# I propose a hitchhiking race. Who's down?



## AlexKnoch (Feb 24, 2022)

I've recently stumbled upon the concept of hitchhiking races. On Hitchwiki they've listed 29 races that have happened in the past but none of them happened in the United States!

Do you think it's viable to have a hitchhiking race in the US, particularly from coast to coast?
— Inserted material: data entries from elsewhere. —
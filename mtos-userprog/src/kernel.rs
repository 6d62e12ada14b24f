//! The kernel context.
//!
//! A [`Kernel`] owns every machine-wide resource: physical memory and its
//! frame provider, the process table, the CPU that runs user code, and the
//! file system programs are loaded from. It is created once with
//! [`Kernel::builder`] and shared by reference-counted handles with every
//! kernel thread that needs it; nothing in this crate reaches for global
//! state.

use crate::{
    addrspace::{AddrSpace, SpaceLayout},
    frame_provider::FrameProvider,
    process_table::{Pid, ProcessTable},
    sync::{Condition, Mutex},
    thread_manager::MAIN_THREAD_ID,
    userthread::{ThreadParams, UserThread},
};
use mtos::{KernelError, fs::FileSystem, machine::Machine, mm::PhysicalMemory, thread::ThreadBuilder};
use rand::{SeedableRng, rngs::StdRng};
use std::sync::Arc;

/// A builder for the kernel configuration.
///
/// Every setting has a default, so `Kernel::builder().build(machine, fs)`
/// yields a working kernel.
#[derive(Clone, Debug)]
pub struct KernelBuilder {
    phys_pages: usize,
    page_size: usize,
    user_stack_size: usize,
    thread_stack_pages: usize,
    max_processes: usize,
    seed: Option<u64>,
}

impl Default for KernelBuilder {
    fn default() -> Self {
        Self {
            phys_pages: 128,
            page_size: 128,
            user_stack_size: 1024,
            thread_stack_pages: 2,
            max_processes: 64,
            seed: None,
        }
    }
}

impl KernelBuilder {
    /// Sets the number of physical frames.
    pub fn phys_pages(mut self, phys_pages: usize) -> Self {
        self.phys_pages = phys_pages;
        self
    }

    /// Sets the size of a page and of a frame.
    pub fn page_size(mut self, page_size: usize) -> Self {
        self.page_size = page_size;
        self
    }

    /// Sets the size of the stack region of every address space.
    pub fn user_stack_size(mut self, user_stack_size: usize) -> Self {
        self.user_stack_size = user_stack_size;
        self
    }

    /// Sets the number of pages of one thread stack.
    pub fn thread_stack_pages(mut self, thread_stack_pages: usize) -> Self {
        self.thread_stack_pages = thread_stack_pages;
        self
    }

    /// Sets how many processes may exist at once.
    pub fn max_processes(mut self, max_processes: usize) -> Self {
        self.max_processes = max_processes;
        self
    }

    /// Makes frame selection reproducible.
    pub fn seed(mut self, seed: u64) -> Self {
        self.seed = Some(seed);
        self
    }

    /// Builds the kernel.
    ///
    /// # Errors
    /// [`KernelError::InvalidArgument`] if a size is zero.
    pub fn build(
        self,
        machine: Arc<dyn Machine>,
        fs: Arc<dyn FileSystem>,
    ) -> Result<Arc<Kernel>, KernelError> {
        if self.page_size == 0 || self.thread_stack_pages == 0 || self.phys_pages == 0 {
            return Err(KernelError::InvalidArgument);
        }
        let memory = Arc::new(PhysicalMemory::new(self.phys_pages, self.page_size));
        let rng = match self.seed {
            Some(seed) => StdRng::seed_from_u64(seed),
            None => StdRng::from_entropy(),
        };
        let layout = SpaceLayout {
            page_size: self.page_size,
            user_stack_size: self.user_stack_size,
            thread_stack_size: self.thread_stack_pages * self.page_size,
        };
        log::info!(
            "kernel: {} frames of {} bytes, {} process slots",
            self.phys_pages,
            self.page_size,
            self.max_processes
        );
        Ok(Arc::new(Kernel {
            layout,
            machine,
            fs,
            frames: Arc::new(FrameProvider::new(memory, rng)),
            processes: ProcessTable::new(self.max_processes),
            halted: Mutex::new("halt", false),
            halt_condition: Condition::new(),
        }))
    }
}

/// Machine-wide kernel state.
pub struct Kernel {
    layout: SpaceLayout,
    pub(crate) machine: Arc<dyn Machine>,
    fs: Arc<dyn FileSystem>,
    frames: Arc<FrameProvider>,
    processes: ProcessTable,
    halted: Mutex<bool>,
    halt_condition: Condition,
}

impl Kernel {
    /// Starts configuring a kernel.
    pub fn builder() -> KernelBuilder {
        KernelBuilder::default()
    }

    /// Geometry of every address space.
    pub fn layout(&self) -> SpaceLayout {
        self.layout
    }

    /// The frame provider.
    pub fn frames(&self) -> &Arc<FrameProvider> {
        &self.frames
    }

    /// The process table.
    pub fn processes(&self) -> &ProcessTable {
        &self.processes
    }

    /// Boots the first program.
    pub fn start_process(self: &Arc<Self>, filename: &str) -> Result<Pid, KernelError> {
        self.spawn_process(filename, 0, 0)
    }

    /// Loads `filename` into a new address space and starts its initial
    /// thread with `arg` as argument and `return_addr` as return address.
    ///
    /// The initial thread enters through the program's start routine, which
    /// ends the process itself once `main` returns, so `return_addr` is
    /// loaded into the return address register but never jumped to.
    pub fn spawn_process(
        self: &Arc<Self>,
        filename: &str,
        arg: usize,
        return_addr: usize,
    ) -> Result<Pid, KernelError> {
        let executable = self.fs.open(filename).ok_or_else(|| {
            log::warn!("cannot open `{filename}`");
            KernelError::NoSuchEntry
        })?;
        let space = Arc::new(AddrSpace::new(
            executable.as_ref(),
            &self.frames,
            &self.processes,
            self.layout,
        )?);
        let pid = space.pid;

        // Count the process before it can run, so that it cannot finish
        // before being counted.
        self.processes.process_started();
        let main = UserThread::new(self.clone(), space, MAIN_THREAD_ID, None);
        let params = ThreadParams {
            function: 0,
            arg,
            return_addr,
        };
        if let Err(e) = ThreadBuilder::new(format!("{filename} (pid {pid})"))
            .spawn(move || main.run(params))
        {
            self.processes.process_finished();
            self.processes.release(pid);
            return Err(e);
        }
        log::info!("started `{filename}` as pid {pid}");
        Ok(pid)
    }

    /// Accounts for the end of process `pid`.
    ///
    /// The last process to finish halts the machine; otherwise the slot of
    /// `pid` is released and its waiters are woken.
    pub(crate) fn finish_process(&self, pid: Pid) {
        let remaining = self.processes.process_finished();
        log::info!("pid {pid} finished, {remaining} left");
        if remaining == 0 {
            self.halt();
        } else {
            self.processes.release(pid);
        }
    }

    /// Stops the machine.
    pub fn halt(&self) {
        let mut halted = self.halted.lock();
        if !*halted {
            log::info!("machine halting");
            *halted = true;
        }
        self.halt_condition.broadcast_locked(&mut halted);
    }

    /// Whether the machine has halted.
    pub fn is_halted(&self) -> bool {
        *self.halted.lock()
    }

    /// Blocks until the machine halts.
    pub fn wait_for_halt(&self) {
        let halted = self.halted.lock();
        self.halt_condition
            .wait_while(halted, |halted| !*halted)
            .unlock();
    }
}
Would you join the race if there was one in the states?

Possible rules?

Entry fees going to the winner?

Idk, what do you all think?


----------



## Matt Derrick (Feb 25, 2022)

man, this dusts off some serious cobwebs from memories i had in the mid to late 2000's. I can't remember who put it on, but there was definitely at least one if not more hitchhiking races across the southern usa that i can remember being talked about. probably back in the digihitch site days. IIRC it was jacksonville to los angeles. im pretty sure some folks posted some pictures but that's all i can remember.


----------



## mrose (Mar 8, 2022)

love this if I was still on the road I’d be so down 🦋


----------



## Tony G (Mar 23, 2022)

A hitchhiking cannonball hell yeah from coast to coast


----------



## AlexKnoch (May 18, 2022)

If anyone is down, I'd be up for it after the Jamboree. Coast to coast.


----------



## 00kissmarrykick00 (Aug 13, 2022)

I'll be hitchhiking for the first time this year, so it would be a lot for me to enter a race. But I would be down to contribute to money going to the winner!​


----------



## WanderLost (Aug 14, 2022)

No catching a ride after dusk should be a rule. For safety.
Edit: I was thinking if you were already in a ride and it starts getting dark then it's ok, but I caught a ride from la grande Oregon to Tucson az and held it down all the way cuz it was a safe ride and I just chugged coffee and stayed awake the whole time. So idk how you can make a rule like that when there's exceptions like that 🤷‍♂️


----------



## bootz (Sep 15, 2022)

Yeees I'm in! Winner drinks for free at end point meets?


----------



## Ripeolmaters (Dec 4, 2022)

Bumpin this shiz cause sounds fun as all get out! Anything ever come of it?


----------



## ElSambo (Dec 4, 2022)

I like the idea and would def be interested/down depending on the destinations and whatnot


----------



## Ripeolmaters (Dec 4, 2022)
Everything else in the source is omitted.